1. A variable digital delay circuit comprising:
a first source of information bearing input signal including a sync signal;
first means including first tapped delay means coupled to said first source responsive to only said sync signal;
a second source of reference signal for said sync signal;
second means coupled to the taps of said first delay means and said second source to detect time coincidence between said sync signal and said reference signal;
second tap delay means coupled to said first source responsive to said input signals; and
third means coupled to said second means and said second delay means responsive to said time coincidence in said second means to extract from the tap of said second delay means, corresponding to the tap of said first delay means where said time coincidence occurs, the delayed input signal.
2. A circuit according to claim 1, wherein said first source includes a fixed delay device.
3. A circuit according to claim 1, wherein said first means further includes means coupled to said first source to detect said sync signal for application of said sync signal to the input ofsaid first delay means.
4. A circuit according to claim 1, wherein said second means includes coincidence gate means coupled to each tap of said first delay means and said second source.
5. A circuit according to claim 1, wherein said third means includes logic means coupled to said second means and each tap of said second delay means.

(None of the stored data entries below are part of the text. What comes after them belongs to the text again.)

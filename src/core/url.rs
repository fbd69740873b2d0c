// src/core/url.rs
//
// Sites serve the Arabic menu under an `/ar` path prefix; everything else is English.

use percent_encoding::percent_decode_str;
use reqwest::Url;

use crate::config::consts::UNKNOWN_RESTAURANT;
use crate::core::sanitize::slugify;
use crate::error::FetchError;
use crate::menu::Language;

#[derive(Clone, Debug, PartialEq, Eq)]
pub struct LanguageUrls {
    pub english: String,
    pub arabic: String,
    /// Folder-safe restaurant name (or "unknown").
    pub restaurant: String,
}

impl LanguageUrls {
    pub fn for_language(&self, language: Language) -> &str {
        match language {
            Language::English => &self.english,
            Language::Arabic => &self.arabic,
        }
    }
}

pub fn resolve(input: &str) -> Result<LanguageUrls, FetchError> {
    let input = input.trim();
    let invalid = |message: String| FetchError::InvalidUrl { url: s!(input), message };

    let mut url = Url::parse(input).map_err(|e| invalid(e.to_string()))?;
    if !matches!(url.scheme(), "http" | "https") {
        return Err(invalid(format!("unsupported scheme '{}'", url.scheme())));
    }
    url.set_fragment(None);

    let path = s!(url.path());
    let (en_path, ar_path) = if path == "/ar" || path.contains("/ar/") {
        let en = if path == "/ar" { s!("/") } else { path.replacen("/ar/", "/", 1) };
        (en, path)
    } else {
        let ar = if path == "/" { s!("/ar/") } else { join!("/ar", &path) };
        (path, ar)
    };

    let restaurant = restaurant_slug(&url);

    let mut english = url.clone();
    english.set_path(&en_path);
    let mut arabic = url;
    arabic.set_path(&ar_path);

    Ok(LanguageUrls {
        english: english.to_string(),
        arabic: arabic.to_string(),
        restaurant,
    })
}

/// `/…/restaurant/<id>/<name>/…` → slug of the decoded `<name>`.
fn restaurant_slug(url: &Url) -> String {
    let segments: Vec<&str> = url.path_segments().map(|s| s.collect()).unwrap_or_default();
    segments
        .iter()
        .position(|s| *s == "restaurant")
        .and_then(|idx| segments.get(idx + 2))
        .map(|name| slugify(&percent_decode_str(name).decode_utf8_lossy()))
        .filter(|slug| !slug.is_empty())
        .unwrap_or_else(|| s!(UNKNOWN_RESTAURANT))
}
// src/gui/progress.rs
use std::sync::mpsc::Sender;

use chrono::Local;
use eframe::egui;

use crate::{
    job::JobStatus,
    progress::Progress,
    runner::JobRun,
};

/// What the job thread tells the window.
pub enum GuiEvent {
    Log { percent: u8, line: String },
    Status(JobStatus),
    Finished(Box<JobRun>),
    /// The job never started.
    Aborted(String),
}

pub struct ChannelProgress {
    tx: Sender<GuiEvent>,
    ctx: egui::Context,
}

impl ChannelProgress {
    pub fn new(tx: Sender<GuiEvent>, ctx: egui::Context) -> Self {
        Self { tx, ctx }
    }

    fn send(&self, ev: GuiEvent) {
        // Receiver gone means the window closed; nothing left to tell.
        if self.tx.send(ev).is_ok() {
            self.ctx.request_repaint();
        }
    }
}

pub fn stamp(msg: &str) -> String {
    format!("[{}] {}", Local::now().format("%H:%M:%S"), msg)
}

impl Progress for ChannelProgress {
    fn report(&mut self, percent: u8, msg: &str) {
        self.send(GuiEvent::Log { percent, line: stamp(msg) });
    }
    fn status(&mut self, status: JobStatus) {
        self.send(GuiEvent::Status(status));
    }
}

#[cfg(test)]
mod tests {
    use super::stamp;

    #[test]
    fn stamp_prefixes_wall_clock() {
        let line = stamp("Fetching");
        assert_eq!(line.len(), "[00:00:00] Fetching".len());
        assert!(line.starts_with('['));
        assert_eq!(&line[9..], "] Fetching");
    }
}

6. A circuit according to claim 5, wherein said logic means includes bistable means coupled to said second means; and coincidence gate means coupled to said bistable means and each tap of said second delay means.
7. A circuit according to claim 6, wherein said coincidence gate means further includes means coupled to an adjacent one of said bistable means to insure that said input signal is extracted from only said tap of said second delay means.
8. A circuit according to claim 1, wherein said second source includes a source of locally generated sync pulse to function as said reference signal.
9. A circuit according to claim 1, wherein said first delay means includes a first digital shift register; and said second delay means includes a second digital shift register similar to said first register.
10. A circuit according to claim 9, wherein said second means includes a first plurality of AND gates each coupled to each of the 0 and l outputs of each stage of said first register;
said third means includes a plurality of bistable devices each coupled to said AND gates coupled to one of the stages of said first register, a second plurality of AND gates each coupled to one of said bistable devices and one stage of said second register, and an OR gate coupled to each of said second plurality of AND gates.